Senior GRC Analyst

About the Role

Flagship's GRC program has matured from build to operate. We have a functioning GRC system of record in Jira, active compliance tracks across HITRUST, NIST 800-171, ISO 27001, and SOC 2, and a TPRM workflow in production. What we need now is a hands‑on practitioner who can execute against that infrastructure — someone who is as comfortable running a vendor risk assessment in Jira as they are prepping evidence packages for an audit.

This is not a policy‑writing or director‑level role. It is a technical execution role for someone who gets things done.

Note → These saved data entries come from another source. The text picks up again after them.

use crate::catalog::CategoryProfile;
use std::path::PathBuf;
use std::time::Duration;

// ---------------------------------------------------------------------------
// ScoutConfig: file-based config loader (zepto-scout.json) with env-var fallback
// ---------------------------------------------------------------------------

pub const CONFIG_FILE_NAME: &str = "zepto-scout.json";
pub const ENV_CONFIG_PATH: &str = "ZEPTO_SCOUT_CONFIG";
pub const ENV_OUTPUT_DIR: &str = "ZEPTO_SCOUT_OUTPUT_DIR";
pub const ENV_HEADLESS: &str = "ZEPTO_SCOUT_HEADLESS";
pub const ENV_LAUNCH_RETRIES: &str = "ZEPTO_SCOUT_LAUNCH_RETRIES";

pub const DEFAULT_HOME_URL: &str = "https://www.zepto.com";
pub const DEFAULT_OUTPUT_DIR: &str = "output";
pub const DEFAULT_LAUNCH_RETRIES: u32 = 2;

/// Column set written to CSV.
#[derive(serde::Deserialize, Default, Clone, Copy, Debug, PartialEq, Eq)]
#[serde(rename_all = "lowercase")]
pub enum CsvLayout {
    /// `name,price,discount,quantity,image_url,product_url,scraped_at`
    #[default]
    Standard,
    /// Adds `original_price` and `discount_percent`.
    Extended,
}

/// Pacing knobs (mirrors the `timings` key). All values in milliseconds.
#[derive(serde::Deserialize, Default, Clone, Debug)]
pub struct TimingsConfig {
    pub page_load_ms: Option<u64>,
    pub subcategory_load_ms: Option<u64>,
    pub settle_ms: Option<u64>,
    pub price_wait_ms: Option<u64>,
    pub extract_wait_ms: Option<u64>,
    pub refresh_wait_ms: Option<u64>,
    pub scroll_pause_ms: Option<u64>,
    pub jitter_ms: Option<u64>,
    pub close_delay_ms: Option<u64>,
}

/// Infinite-scroll policy (mirrors the `scroll` key).
#[derive(serde::Deserialize, Default, Clone, Debug)]
pub struct ScrollConfig {
    /// Hard cap on scroll-to-bottom rounds. Default: 30.
    pub max_scrolls: Option<u32>,
    /// Consecutive rounds without new price anchors before stopping. Default: 5.
    pub stable_scrolls: Option<u32>,
}

/// Top-level config loaded from `zepto-scout.json`.
#[derive(serde::Deserialize, Default, Clone, Debug)]
pub struct ScoutConfig {
    pub output_dir: Option<String>,
    pub headless: Option<bool>,
    pub home_url: Option<String>,
    /// Pause for a manual delivery-location pick before scraping. Default: `true`.
    pub prompt_for_location: Option<bool>,
    pub launch_retries: Option<u32>,
    pub csv_layout: Option<CsvLayout>,
    #[serde(default)]
    pub timings: TimingsConfig,
    #[serde(default)]
    pub scroll: ScrollConfig,
    /// Extra or replacement category profiles, keyed by slug.
    #[serde(default)]
    pub categories: Vec<CategoryProfile>,
}

fn env_non_empty(key: &str) -> Option<String> {
    std::env::var(key).ok().filter(|v| !v.trim().is_empty())
}

fn parse_flag(raw: &str) -> Option<bool> {
    match raw.trim().to_ascii_lowercase().as_str() {
        "1" | "true" | "yes" | "on" => Some(true),
        "0" | "false" | "no" | "off" => Some(false),
        _ => None,
    }
}

impl ScoutConfig {
    /// Output directory: JSON field → `ZEPTO_SCOUT_OUTPUT_DIR` → `output`.
    pub fn resolve_output_dir(&self) -> PathBuf {
        if let Some(dir) = self.output_dir.as_deref().filter(|d| !d.trim().is_empty()) {
            return PathBuf::from(dir);
        }
        PathBuf::from(env_non_empty(ENV_OUTPUT_DIR).unwrap_or_else(|| DEFAULT_OUTPUT_DIR.to_string()))
    }

    /// Headless mode: JSON field → `ZEPTO_SCOUT_HEADLESS` → `false`.
    ///
    /// A visible window is the default so the operator can pick a delivery location.
    pub fn resolve_headless(&self) -> bool {
        if let Some(b) = self.headless {
            return b;
        }
        env_non_empty(ENV_HEADLESS)
            .and_then(|v| parse_flag(&v))
            .unwrap_or(false)
    }

    pub fn resolve_home_url(&self) -> String {
        self.home_url
            .as_deref()
            .filter(|u| !u.trim().is_empty())
            .unwrap_or(DEFAULT_HOME_URL)
            .to_string()
    }

    pub fn resolve_prompt_for_location(&self) -> bool {
        self.prompt_for_location.unwrap_or(true)
    }

    /// Launch retries after the first attempt: JSON field → `ZEPTO_SCOUT_LAUNCH_RETRIES` → 2.
    pub fn resolve_launch_retries(&self) -> u32 {
        if let Some(n) = self.launch_retries {
            return n;
        }
        env_non_empty(ENV_LAUNCH_RETRIES)
            .and_then(|v| v.trim().parse().ok())
            .unwrap_or(DEFAULT_LAUNCH_RETRIES)
    }

    pub fn resolve_csv_layout(&self) -> CsvLayout {
        self.csv_layout.unwrap_or_default()
    }

    pub fn resolve_timings(&self) -> Timings {
        let base = Timings::default();
        let ms = |value: Option<u64>, fallback: Duration| {
            value.map(Duration::from_millis).unwrap_or(fallback)
        };
        let t = &self.timings;
        Timings {
            page_load: ms(t.page_load_ms, base.page_load),
            subcategory_load: ms(t.subcategory_load_ms, base.subcategory_load),
            settle: ms(t.settle_ms, base.settle),
            price_wait: ms(t.price_wait_ms, base.price_wait),
            extract_wait: ms(t.extract_wait_ms, base.extract_wait),
            refresh_wait: ms(t.refresh_wait_ms, base.refresh_wait),
            scroll_pause: ms(t.scroll_pause_ms, base.scroll_pause),
            scroll_settle: base.scroll_settle,
            jitter: ms(t.jitter_ms, base.jitter),
            close_delay: ms(t.close_delay_ms, base.close_delay),
            max_scrolls: self.scroll.max_scrolls.unwrap_or(base.max_scrolls),
            stable_scrolls: self.scroll.stable_scrolls.unwrap_or(base.stable_scrolls).max(1),
        }
    }
}

/// Resolved pacing for one run.
#[derive(Clone, Debug, PartialEq, Eq)]
pub struct Timings {
    /// After navigating to a category's main page.
    pub page_load: Duration,
    /// After navigating to a subcategory page.
    pub subcategory_load: Duration,
    /// Before reading a page for extraction.
    pub settle: Duration,
    /// Bound on the wait for the first price anchor on a listing page.
    pub price_wait: Duration,
    /// Shorter bound used right before extraction.
    pub extract_wait: Duration,
    /// After a refresh triggered by an empty page.
    pub refresh_wait: Duration,
    pub scroll_pause: Duration,
    /// After scrolling back to the top.
    pub scroll_settle: Duration,
    /// Upper bound of random extra delay added to each pause.
    pub jitter: Duration,
    /// Keeps the browser open briefly after the run for inspection.
    pub close_delay: Duration,
    pub max_scrolls: u32,
    pub stable_scrolls: u32,
}

impl Default for Timings {
    fn default() -> Self {
        Self {
            page_load: Duration::from_millis(8_000),
            subcategory_load: Duration::from_millis(5_000),
            settle: Duration::from_millis(5_000),
            price_wait: Duration::from_millis(15_000),
            extract_wait: Duration::from_millis(10_000),
            refresh_wait: Duration::from_millis(8_000),
            scroll_pause: Duration::from_millis(3_000),
            scroll_settle: Duration::from_millis(2_000),
            jitter: Duration::from_millis(1_000),
            close_delay: Duration::from_millis(10_000),
            max_scrolls: 30,
            stable_scrolls: 5,
        }
    }
}

impl Timings {
    /// No pauses at all and a short scroll budget. Used against in-memory pages.
    pub fn immediate() -> Self {
        Self {
            page_load: Duration::ZERO,
            subcategory_load: Duration::ZERO,
            settle: Duration::ZERO,
            price_wait: Duration::ZERO,
            extract_wait: Duration::ZERO,
            refresh_wait: Duration::ZERO,
            scroll_pause: Duration::ZERO,
            scroll_settle: Duration::ZERO,
            jitter: Duration::ZERO,
            close_delay: Duration::ZERO,
            max_scrolls: 3,
            stable_scrolls: 1,
        }
    }
}

/// Load `zepto-scout.json` from standard locations.
///
/// Search order (first found wins):
/// 1. `ZEPTO_SCOUT_CONFIG` env var path
/// 2. `./zepto-scout.json`
/// 3. `../zepto-scout.json`
///
/// Missing file → `ScoutConfig::default()` (silent, env-var fallbacks apply).
/// Parse error → log a warning, return `ScoutConfig::default()`.
pub fn load_scout_config() -> ScoutConfig {
    let mut candidates = vec![
        PathBuf::from(CONFIG_FILE_NAME),
        PathBuf::from("..").join(CONFIG_FILE_NAME),
    ];
    if let Some(env_path) = env_non_empty(ENV_CONFIG_PATH) {
        candidates.insert(0, PathBuf::from(env_path));
    }

    for path in &candidates {
        let Ok(contents) = std::fs::read_to_string(path) else {
            continue;
        };
        return match parse_scout_config(&contents) {
            Ok(cfg) => {
                tracing::info!("{} loaded from {}", CONFIG_FILE_NAME, path.display());
                cfg
            }
            Err(e) => {
                tracing::warn!(
                    "{} parse error at {}: {}; using defaults",
                    CONFIG_FILE_NAME,
                    path.display(),
                    e
                );
                ScoutConfig::default()
            }
        };
    }

    ScoutConfig::default()
}

pub fn parse_scout_config(contents: &str) -> Result<ScoutConfig, serde_json::Error> {
    serde_json::from_str(contents)
}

• Own day‑to‑day execution of the GRC system of record in Jira — maintaining control records, updating compliance status, logging implementation and auditor notes, and keeping the SOR current across all active frameworks
• Run TPRM assessments end‑to‑end: intake, questionnaire review, risk scoring, CISO decision documentation, and post‑approval tracking
• Coordinate audit evidence collection and control testing activities across HITRUST, ISO 27001, SOC 2, and NIST 800-171 frameworks, working directly with the external audit firm
• Maintain the compliance calendar and drive sprint‑by‑sprint execution against framework deadlines
• Manage sub‑processor and DPA tracking for portfolio company privacy programs, including gap identification and remediation follow‑up
• Support DSR and privacy program operations, including data inventory maintenance and deletion workflow tracking
• Build and maintain GRC automation using AI tools (Claude, Jira automation, Zapier) to reduce manual burden on recurring compliance tasks
• Produce clear, accurate reporting on compliance posture for the CISO and cross‑functional stakeholders

• 3–6 years of hands‑on GRC experience, ideally in a fast‑moving tech or life sciences environment
• Direct experience working in Jira as a compliance or GRC tool — not just a project management tool; you should understand issue types, custom fields, bulk operations, and reporting
• Working knowledge of at least two of: HITRUST CSF, ISO 27001, NIST 800-171/CMMC, SOC 2, HIPAA
• Experience running vendor risk assessments — intake to decision — not just filling out questionnaires
• Comfort with AI‑assisted work: you should already be using tools like Claude or ChatGPT to accelerate your GRC work, not learning to do so for the first time
• Strong written communication — you'll be producing evidence narratives, audit responses, and control documentation that external auditors and regulators will read
• Ability to operate with high autonomy; the CISO will provide direction but not day‑to‑day supervision

• CISA, CRISC, CISM, or equivalent certification
• Experience with privacy program operations (CCPA, GDPR, DSR workflows)
• Familiarity with Drata, Vanta, or similar compliance automation platforms
• Experience supporting a portfolio company or multi‑entity compliance program

You’ll own a real compliance program, not support someone else’s. The CISO is your direct partner, not a distant approver. You’ll use modern tools — Jira, Claude, Zapier — to do GRC work that most teams still do in spreadsheets. And you’ll have visibility into a genuinely diverse security environment spanning drug discovery AI, clinical platforms, and life sciences infrastructure.

The salary range for this role is $88,000 - $121,000. Compensation for the role will depend on a number of factors, including a candidate’s qualifications, skills, competencies, and experience. Flagship Pioneering currently offers healthcare coverage, annual incentive program, retirement benefits and a broad range of other benefits. Compensation and benefits information is based on Flagship Pioneering's good faith estimate as of the date of publication and may be modified in the future.

All qualified applicants will be considered for employment without regard to race, color, religion, sex, sexual orientation, gender identity, national origin, disability, protected veteran status, or any other characteristic protected by law.